Kelucuan tidak hanya menimbulkan rasa terhibur, namun juga layak untuk dihibur. Definisi kelucuan yang normatif akan berbeda dengan sekadar hiburan. Mengklaim bahwa sesuatu itu lucu tidak hanya berarti melaporkan respons geli terhadapnya, tetapi juga mendukung respons geli itu secara lebih universal dan kritis. Apakah masuk akal untuk mengatakan bahwa sesuatu tidak benar-benar lucu jika hampir semua orang terhibur olehnya? Ini adalah perdebatan yang bisa menciptakan ambiguitas antara hiburan dan kelucuan.

Ambiguitas Humor

Secara umum, humor adalah segala sesuatu yang menghibur orang normal dalam kondisi normal. Namun, bahkan jika humor itu menghibur, kita masih bisa mengingat contoh humor yang tidak berhasil, di mana seseorang mengenali humor tanpa merasakan hiburan. Ini bukan berarti humor yang tidak berhasil itu gagal, tetapi tetap bisa disebut humor meskipun tidak menimbulkan tawa. Sebaliknya, humor yang berhasil bisa saja tidak menghibur semua orang.
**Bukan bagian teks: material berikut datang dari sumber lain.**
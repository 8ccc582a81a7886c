//! Identifier generators for short codes and paste ids.

pub mod random;
pub mod seq;

pub use random::{Base62Generator, UrlSafeIdGenerator};
pub use seq::SeqGenerator;

use thiserror::Error;

#[derive(Debug, Clone, Error)]
pub enum GeneratorError {
    #[error("entropy source failed: {0}")]
    Entropy(String),
}

/// Trait for generating identifiers.
///
/// Implementations are pure generators that don't interact with storage,
/// so a generated value may already be taken; the store's unique key is
/// what rejects duplicates.
pub trait Generator: Send + Sync + 'static {
    /// Generates a fresh identifier.
    fn generate(&self) -> Result<String, GeneratorError>;
}

impl<G: Generator + ?Sized> Generator for Box<G> {
    fn generate(&self) -> Result<String, GeneratorError> {
        (**self).generate()
    }
}
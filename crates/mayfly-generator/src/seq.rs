use crate::{Generator, GeneratorError};
use std::sync::atomic::{AtomicU64, Ordering};

/// A deterministic generator using a sequential counter.
///
/// This generator produces sequential ids like "seq000000", "seq000001", etc.
/// Uniqueness only holds within a single instance, so it suits tests and
/// local demos rather than shared stores.
#[derive(Debug)]
pub struct SeqGenerator {
    counter: AtomicU64,
    prefix: String,
}

impl Clone for SeqGenerator {
    fn clone(&self) -> Self {
        Self {
            counter: AtomicU64::new(self.counter.load(Ordering::SeqCst)),
            prefix: self.prefix.clone(),
        }
    }
}

impl SeqGenerator {
    /// Creates a new sequential generator with a custom prefix.
    pub fn with_prefix(prefix: impl Into<String>) -> Self {
        Self::with_offset(prefix, 0)
    }

    /// Creates a new sequential generator starting from a specific counter value.
    ///
    /// Two generators with the same prefix and offset replay the same ids,
    /// which is handy for provoking key collisions.
    pub fn with_offset(prefix: impl Into<String>, offset: u64) -> Self {
        Self {
            counter: AtomicU64::new(offset),
            prefix: prefix.into(),
        }
    }
}

impl Generator for SeqGenerator {
    fn generate(&self) -> Result<String, GeneratorError> {
        let count = self.counter.fetch_add(1, Ordering::SeqCst);
        Ok(format!("{}{:06}", self.prefix, count))
    }
}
Masalah utama yang perlu dipahami adalah bahwa humor itu bergantung pada niat untuk menghibur. Sesuatu yang dibuat dengan tujuan untuk menghibur, meskipun gagal melakukannya, tetap disebut humor. Sebagai contoh, seseorang yang secara tidak sengaja terpeleset di kulit pisang bisa menjadi objek hiburan, tetapi jika kejadian itu tidak dimaksudkan untuk menghibur, maka itu bukan humor.
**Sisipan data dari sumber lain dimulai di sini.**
use crate::paste_id::PasteId;
use crate::shortcode::ShortCode;
use jiff::Timestamp;
use serde::{Deserialize, Serialize};

/// A stored short URL.
#[derive(Debug, Clone, PartialEq, Serialize, Deserialize)]
pub struct ShortUrl {
    /// Store-assigned surrogate key.
    pub id: i64,
    pub code: ShortCode,
    /// The target to redirect to.
    pub original_url: String,
    /// The caller-supplied alias, when the code was not generated.
    #[serde(default, skip_serializing_if = "Option::is_none")]
    pub alias: Option<String>,
    pub clicks: u64,
    pub is_public: bool,
    /// When the record expires, if ever.
    #[serde(default, skip_serializing_if = "Option::is_none")]
    pub expires_at: Option<Timestamp>,
    pub created_at: Timestamp,
    pub updated_at: Timestamp,
}

/// A short URL about to be inserted.
#[derive(Debug, Clone, PartialEq)]
pub struct NewShortUrl {
    pub code: ShortCode,
    pub original_url: String,
    pub alias: Option<String>,
    pub is_public: bool,
    pub expires_at: Option<Timestamp>,
}

/// One row of the click audit trail.
#[derive(Debug, Clone, PartialEq, Serialize, Deserialize)]
pub struct ClickLog {
    pub id: i64,
    /// References the clicked short URL; the row outlives its deletion.
    pub short_url_id: i64,
    #[serde(default, skip_serializing_if = "Option::is_none")]
    pub referrer: Option<String>,
    #[serde(default, skip_serializing_if = "Option::is_none")]
    pub user_agent: Option<String>,
    #[serde(default, skip_serializing_if = "Option::is_none")]
    pub ip_address: Option<String>,
    pub clicked_at: Timestamp,
}

#[derive(Debug, Clone, PartialEq)]
pub struct NewClickLog {
    pub short_url_id: i64,
    pub referrer: Option<String>,
    pub user_agent: Option<String>,
    pub ip_address: Option<String>,
    pub clicked_at: Timestamp,
}

/// A stored paste. The content never changes after creation.
#[derive(Debug, Clone, PartialEq, Serialize, Deserialize)]
pub struct Paste {
    pub id: PasteId,
    #[serde(default, skip_serializing_if = "Option::is_none")]
    pub title: Option<String>,
    pub content: String,
    #[serde(default, skip_serializing_if = "Option::is_none")]
    pub syntax: Option<String>,
    pub is_public: bool,
    /// Metadata only: content is stored as given.
    pub is_compressed: bool,
    #[serde(default, skip_serializing_if = "Option::is_none")]
    pub expires_at: Option<Timestamp>,
    pub created_at: Timestamp,
    pub updated_at: Timestamp,
}

/// A paste about to be inserted.
#[derive(Debug, Clone, PartialEq)]
pub struct NewPaste {
    pub id: PasteId,
    pub title: Option<String>,
    pub content: String,
    pub syntax: Option<String>,
    pub is_public: bool,
    pub is_compressed: bool,
    pub expires_at: Option<Timestamp>,
}

#[cfg(test)]
mod tests {
    use super::*;

    #[test]
    fn short_url_omits_absent_optionals() {
        let now = Timestamp::from_second(0).unwrap();
        let record = ShortUrl {
            id: 1,
            code: ShortCode::new_unchecked("abc12345"),
            original_url: "https://example.com".to_string(),
            alias: None,
            clicks: 0,
            is_public: true,
            expires_at: None,
            created_at: now,
            updated_at: now,
        };

        let json = serde_json::to_value(&record).unwrap();
        assert_eq!(json["code"], "abc12345");
        assert_eq!(json["original_url"], "https://example.com");
        assert!(json.get("alias").is_none());
        assert!(json.get("expires_at").is_none());
    }

    #[test]
    fn paste_serializes_flat_id() {
        let now = Timestamp::from_second(0).unwrap();
        let paste = Paste {
            id: PasteId::new("AbCdEfGh_-"),
            title: Some("notes".to_string()),
            content: "hello".to_string(),
            syntax: None,
            is_public: true,
            is_compressed: false,
            expires_at: Some(now),
            created_at: now,
            updated_at: now,
        };

        let json = serde_json::to_value(&paste).unwrap();
        assert_eq!(json["id"], "AbCdEfGh_-");
        assert_eq!(json["title"], "notes");
        assert!(json.get("syntax").is_none());
        assert!(json.get("expires_at").is_some());
    }
}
Hal ini menjelaskan bahwa tidak semua yang menghibur dapat disebut humor. Teori Humor (TH) menjelaskan bahwa objek O adalah humor jika dan hanya jika O dimaksudkan untuk menimbulkan hiburan. Oleh karena itu, meskipun seseorang bisa terhibur dengan sesuatu yang tidak disengaja, seperti terpeleset, itu tetap tidak dapat dianggap sebagai humor dalam definisi yang lebih ketat.
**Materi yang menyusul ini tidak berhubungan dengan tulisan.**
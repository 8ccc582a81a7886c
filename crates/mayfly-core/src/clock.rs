use jiff::{SignedDuration, Timestamp};
use std::fmt::Debug;
use std::sync::{Mutex, PoisonError};

pub trait Clock: Send + Sync + Debug {
    /// Returns the current time of the clock
    fn now(&self) -> Timestamp;
}

#[derive(Debug, Clone, Copy, Default)]
pub struct SystemClock;

impl Clock for SystemClock {
    fn now(&self) -> Timestamp {
        Timestamp::now()
    }
}

/// A clock that only moves when told to.
///
/// Lets tests and simulations step over expiry boundaries without sleeping.
#[derive(Debug)]
pub struct ManualClock {
    now: Mutex<Timestamp>,
}

impl ManualClock {
    pub fn new(now: Timestamp) -> Self {
        Self {
            now: Mutex::new(now),
        }
    }

    /// Moves the clock to `target`, backwards included.
    pub fn set(&self, target: Timestamp) {
        *self.now.lock().unwrap_or_else(PoisonError::into_inner) = target;
    }

    /// Moves the clock forward by `duration`.
    pub fn advance(&self, duration: SignedDuration) {
        let mut now = self.now.lock().unwrap_or_else(PoisonError::into_inner);
        *now = now.saturating_add(duration).unwrap_or(*now);
    }
}

impl Clock for ManualClock {
    fn now(&self) -> Timestamp {
        *self.now.lock().unwrap_or_else(PoisonError::into_inner)
    }
}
Refleksi pada Kasus “Es Teh” dan “Goblok”

Dalam konteks Miftah Maulana dan kata-kata “es teh” dan “goblok”, kita menyaksikan fenomena di mana sesuatu yang dimaksudkan untuk menjadi lucu ternyata tidak selalu memenuhi kriteria kelucuan yang normatif. Kasus ini menggambarkan betapa kesenjangan antara hiburan dan kelucuan dapat menimbulkan kontroversi. Miftah Maulana mungkin berniat untuk menghibur, namun kesalahan dalam memilih kata dan konteks dapat menyebabkan banyak orang merasa tidak nyaman, meskipun sebagian besar jamaahnya tertawa.

Humor yang tidak disengaja atau humor yang gagal tidak selalu menjadi objek hiburan dalam pengertian yang ketat. Kelucuan bisa jadi merupakan hal yang lebih dari sekadar reaksi spontan atau tawa, namun mencakup pemikiran mendalam tentang apa yang membuat hal tersebut layak untuk dijadikan bahan lelucon. Jika kelucuan hanya berdasarkan pada jumlah orang yang terhibur, maka ia kehilangan esensinya sebagai humor yang lebih mendalam dan lebih bijaksana.

Kesimpulan

Kelucuan, seperti yang dibahas dalam konteks ini, bukan hanya tentang tawa atau hiburan semata, tetapi juga bagaimana kita sebagai masyarakat bisa mengapresiasi humor dalam batas-batas tertentu. Kelucuan bukanlah sesuatu yang bisa disamakan begitu saja dengan hiburan, dan tidak semua yang menghibur adalah humor. Sebagai masyarakat, kita perlu lebih cermat dalam menilai humor dan memahami bahwa sesuatu yang lucu bukan selalu berarti bisa menghibur semua orang. Oleh karena itu, mari kita lebih berhati-hati dalam menyikapi humor dan kelucuan agar tidak terjebak pada kesenjangan yang ada antara hiburan dan kelucuan itu sendiri.